I think of the mundane things like washing the dishes, cleaning the counters, getting ready in the morning and getting ready at night. I slop through all of those wonderful events of my day. I do it just to get by, just to get through it. But for this year, (and after 21 days it will be a routine), I will pursue excellence in everything I do.

December 30 Future Self

December 30  write a letter to yourself to read on 12/30/12. Write about what you have accomplished. Write about who you are and who you have become. Write a wishlist.

Dear Beth,
Hope you have been well and doing all the things that you enjoy. I really hope that you have found a hobby that  you find fascinating and that involves both Edik and Brian.

I bet you are still loving being a grandmother. You certainly delighted in that the last time we talked. I remember all you could talk about was the last time you saw Malachi and Eli. You were so excited to know if your next grand baby was a boy or a girl. So what was it? Have you got to spend more time with your favorite little men?
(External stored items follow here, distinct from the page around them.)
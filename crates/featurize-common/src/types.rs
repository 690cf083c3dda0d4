//! Feature model shared by stores, the resolver and the renderers.

use std::collections::HashMap;
use std::hash::{Hash, Hasher};

use chrono::{DateTime, Utc};
use serde::{Deserialize, Serialize};

/// Identity and graph-relevant data for a feature.
#[derive(Debug, Clone, Default, PartialEq, Eq, Serialize, Deserialize)]
pub struct FeatureMeta {
    /// Unique, case-sensitive identifier within a store.
    pub name: String,
    /// Human-readable summary.
    #[serde(default)]
    pub description: String,
    /// Maintainer of the feature.
    #[serde(default)]
    pub author: String,
    /// Last modification time, when the store knows it.
    #[serde(default)]
    pub updated_at: Option<DateTime<Utc>>,
    /// Names of the features this one requires, in declaration order.
    #[serde(default)]
    pub dependencies: Vec<String>,
}

impl FeatureMeta {
    /// Creates metadata with only a name and dependencies set.
    #[must_use]
    pub fn new<I, S>(name: impl Into<String>, dependencies: I) -> Self
    where
        I: IntoIterator<Item = S>,
        S: Into<String>,
    {
        Self {
            name: name.into(),
            dependencies: dependencies.into_iter().map(Into::into).collect(),
            ..Self::default()
        }
    }
}

/// Full feature data needed for composition.
///
/// Two features are equal when their names are equal; the snippets and the
/// rest of the metadata do not take part in identity.
#[derive(Debug, Clone, Default, Serialize, Deserialize)]
pub struct Feature {
    /// Identity and dependency metadata.
    pub meta: FeatureMeta,
    /// Dockerfile instructions contributed by this feature.
    #[serde(default)]
    pub snippet: String,
    /// bats test cases verifying this feature inside the built image.
    #[serde(default)]
    pub test_snippet: String,
}

impl Feature {
    /// Creates a feature from its metadata and snippets.
    #[must_use]
    pub fn new(
        meta: FeatureMeta,
        snippet: impl Into<String>,
        test_snippet: impl Into<String>,
    ) -> Self {
        Self {
            meta,
            snippet: snippet.into(),
            test_snippet: test_snippet.into(),
        }
    }

    /// Returns the feature name.
    #[must_use]
    pub fn name(&self) -> &str {
        &self.meta.name
    }

    /// Returns the declared dependency names.
    #[must_use]
    pub fn dependencies(&self) -> &[String] {
        &self.meta.dependencies
    }
}

impl PartialEq for Feature {
    fn eq(&self, other: &Self) -> bool {
        self.meta.name == other.meta.name
    }
}

impl Eq for Feature {}

impl Hash for Feature {
    fn hash<H: Hasher>(&self, state: &mut H) {
        self.meta.name.hash(state);
    }
}

/// Outcome of dependency resolution.
///
/// `order` lists every key of `features` exactly once, dependencies before
/// their dependents (best-effort along a cycle).
#[derive(Debug, Clone, Default)]
pub struct Resolution {
    /// Feature names in dependency order.
    pub order: Vec<String>,
    /// Resolved features keyed by name.
    pub features: HashMap<String, Feature>,
}

impl Resolution {
    /// Returns `true` when nothing was resolved.
    #[must_use]
    pub fn is_empty(&self) -> bool {
        self.order.is_empty()
    }

    /// Number of resolved features.
    #[must_use]
    pub fn len(&self) -> usize {
        self.order.len()
    }

    /// Returns the resolved features in dependency order.
    ///
    /// Names in `order` missing from `features` are skipped, which can only
    /// happen for a hand-built or store-supplied resolution.
    #[must_use]
    pub fn ordered_features(&self) -> Vec<&Feature> {
        self.order
            .iter()
            .filter_map(|name| self.features.get(name))
            .collect()
    }

    /// Checks that `order` and `features` describe the same set of names.
    #[must_use]
    pub fn is_consistent(&self) -> bool {
        let mut seen = std::collections::HashSet::with_capacity(self.order.len());
        self.order.len() == self.features.len()
            && self
                .order
                .iter()
                .all(|name| self.features.contains_key(name) && seen.insert(name.as_str()))
    }
}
I really have enjoyed watching you as you have been making your transition from women to middle age women. It has not been quite as horrible as so many of your friends have made it out to be has it? You are doing it with grace and keeping in style. You were lucky you found the light therapy and acid peals, I think that has really helped you.

How has your retirement went? Are you doing the travel and the ministry that you talked about doing last year? It was so cool that you were able to get back into doing the AWANA program again. I bet that has opened a lot of doors for ministry for you.

I remember when you helped the family that had been robbed, did they ever start coming to church, and AWANA, I wonder if any of them accepted the Lord. Please let me now if you have been able to help any other people.

I was wondering if you were able to make any friends, I know you were very lonely for the last few years. I am sure you have been having fun with your friends Doug and Carol you were telling me about. What was the last trip you went on with Bruce,Lori, Steve and Tracey?

Well take it easy on yourself, you are an amazing women. I love the way you share the Lord with people and how you are always looking for ways to help people. Keep your eyes on the Lord and He will make your path straight, I know you are a delight in your Fathers eyes, and I love you very much!

Love Beth

December 29 Let Go

December 29

What did you let go of in 2011? What was the experience like? How is your life different today? Do you ever regret it?

I let go of Malachi's hand for a moment and it broke my heart, but a simple smile and another hug fixed me right up again.

I let go of hoping for change in Edik and it came in waves, and it has made life more simple, and pleasant.

I let go of being a super busy Realtor, and basked in and enjoyed the freedom it brought. I am holding on tight to the future of retirement. June 6 will be 10 years of Sales, for this none salesman. 

I let go of my obsessive compulsive behavior towards exercise and food. It has brought me 10 additional pounds around my rib cage and to be honest I am not at all pleased with it. I am going to have to let go of my relaxed efforts and grab onto my compulsion again.

The only time I regret letting go of anything is when it results in a loss that breaks my heart.